> **What to do**:
Every line of the material that mentions the word "impl" should be copied out.

> **Supplied data**:
- - -

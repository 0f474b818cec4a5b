//! Remote catalog fetcher.
//!
//! One invocation issues exactly one POST to the catalog's search endpoint
//! and decodes the enveloped response shape: an object carrying a `hits`
//! array whose items use the catalog's long-form field names
//! (`long_description`, `small_logo_thumb_url`, `all_locations`). The flat
//! array shape some older clients consumed is not supported.
//!
//! No retry, no pagination, no timeout beyond the configured default.

use async_trait::async_trait;
use serde::Deserialize;

use crate::config::CatalogConfig;
use crate::error::Error;
use crate::models::OrgRecord;

/// The fetch seam: given a batch identifier, return the full list of
/// matching records or fail. [`CatalogClient`] is the one concrete binding;
/// tests substitute stubs.
#[async_trait]
pub trait FetchBatch: Send + Sync {
    async fn fetch_batch(&self, batch: &str) -> Result<Vec<OrgRecord>, Error>;
}

/// HTTP client for the catalog service.
pub struct CatalogClient {
    client: reqwest::Client,
    endpoint: String,
    app_id: String,
    api_key: String,
    hits_per_page: u32,
}

impl CatalogClient {
    pub fn new(config: &CatalogConfig) -> Result<Self, Error> {
        let client = reqwest::Client::builder()
            .timeout(std::time::Duration::from_secs(config.timeout_secs))
            .build()
            .map_err(|source| Error::Transport {
                url: config.endpoint.clone(),
                source,
            })?;

        Ok(Self {
            client,
            endpoint: config.endpoint.clone(),
            app_id: config.app_id.clone(),
            api_key: config.api_key.clone(),
            hits_per_page: config.hits_per_page,
        })
    }
}

#[async_trait]
impl FetchBatch for CatalogClient {
    async fn fetch_batch(&self, batch: &str) -> Result<Vec<OrgRecord>, Error> {
        if batch.is_empty() {
            return Err(Error::Input(
                "batch identifier must not be empty".to_string(),
            ));
        }

        let body = serde_json::json!({
            "query": "",
            "hitsPerPage": self.hits_per_page,
            "filters": format!("batch:\"{}\"", batch),
        });

        let response = self
            .client
            .post(&self.endpoint)
            .header("Content-Type", "application/json")
            .header("X-Algolia-Application-Id", &self.app_id)
            .header("X-Algolia-API-Key", &self.api_key)
            .json(&body)
            .send()
            .await
            .map_err(|source| Error::Transport {
                url: self.endpoint.clone(),
                source,
            })?;

        let status = response.status();
        if !status.is_success() {
            return Err(Error::Remote {
                status,
                url: self.endpoint.clone(),
            });
        }

        let raw = response
            .bytes()
            .await
            .map_err(|source| Error::Transport {
                url: self.endpoint.clone(),
                source,
            })?;

        parse_catalog_response(&raw, &self.endpoint)
    }
}

/// Envelope returned by the catalog's search endpoint.
#[derive(Debug, Deserialize)]
struct CatalogResponse {
    hits: Vec<CatalogHit>,
}

/// One record in the catalog's own field naming.
#[derive(Debug, Deserialize)]
struct CatalogHit {
    #[serde(default)]
    name: String,
    #[serde(default)]
    slug: String,
    #[serde(default)]
    long_description: String,
    #[serde(default)]
    batch: String,
    #[serde(default)]
    small_logo_thumb_url: String,
    #[serde(default)]
    website: String,
    #[serde(default)]
    tags: Vec<String>,
    #[serde(default)]
    all_locations: String,
}

impl From<CatalogHit> for OrgRecord {
    fn from(hit: CatalogHit) -> Self {
        OrgRecord {
            name: hit.name,
            slug: hit.slug,
            description: hit.long_description,
            batch: hit.batch,
            logo_url: hit.small_logo_thumb_url,
            website_url: hit.website,
            tags: hit.tags,
            location: hit.all_locations,
        }
    }
}

/// Decode the response body into records. A decode failure aborts the
/// whole fetch; no partial results are surfaced.
fn parse_catalog_response(raw: &[u8], url: &str) -> Result<Vec<OrgRecord>, Error> {
    let envelope: CatalogResponse =
        serde_json::from_slice(raw).map_err(|source| Error::Format {
            url: url.to_string(),
            source,
        })?;

    Ok(envelope.hits.into_iter().map(OrgRecord::from).collect())
}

- - -

> **Solution to this task**:
impl CatalogClient {
impl FetchBatch for CatalogClient {
impl From<CatalogHit> for OrgRecord {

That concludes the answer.